§ **DATA LISTING**

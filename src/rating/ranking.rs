//! Stable descending ranking.
//!
//! Ties are never collapsed: equal values keep their input order and still
//! receive distinct, consecutive ranks. NaN sorts after every number.

use ordered_float::OrderedFloat;
use serde::Serialize;
use std::cmp::Reverse;

/// A row together with its 1-based rank.
#[derive(Debug, Clone, PartialEq, Serialize)]
pub struct Ranked<T> {
    pub rank: usize,
    #[serde(flatten)]
    pub item: T,
}

fn descending_key(value: f64) -> (bool, Reverse<OrderedFloat<f64>>) {
    (value.is_nan(), Reverse(OrderedFloat(value)))
}

/// Sorts `rows` by `value` descending (stable) and numbers them from 1.
pub fn add_ranking_column<T, F>(mut rows: Vec<T>, value: F) -> Vec<Ranked<T>>
where
    F: Fn(&T) -> f64,
{
    rows.sort_by_key(|row| descending_key(value(row)));
    rows.into_iter()
        .enumerate()
        .map(|(position, item)| Ranked {
            rank: position + 1,
            item,
        })
        .collect()
}

/// Sorts `rows` by `value` descending without numbering them.
pub fn sort_descending<T, F>(rows: &mut [T], value: F)
where
    F: Fn(&T) -> f64,
{
    rows.sort_by_key(|row| descending_key(value(row)));
}

/// Rank of every input position under a stable descending sort.
///
/// `ranks[i]` is the rank of `values[i]`.
pub fn rank_descending(values: &[f64]) -> Vec<usize> {
    let mut order: Vec<usize> = (0..values.len()).collect();
    order.sort_by_key(|&index| descending_key(values[index]));

    let mut ranks = vec![0; values.len()];
    for (position, index) in order.into_iter().enumerate() {
        ranks[index] = position + 1;
    }
    ranks
}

§ **AIM OF THE EXERCISE**
Among the lines of the listing above, which ones hold "Reverse"? Copy them.

§ **RESPONSE TO THIS TASK**
use std::cmp::Reverse;
fn descending_key(value: f64) -> (bool, Reverse<OrderedFloat<f64>>) {
    (value.is_nan(), Reverse(OrderedFloat(value)))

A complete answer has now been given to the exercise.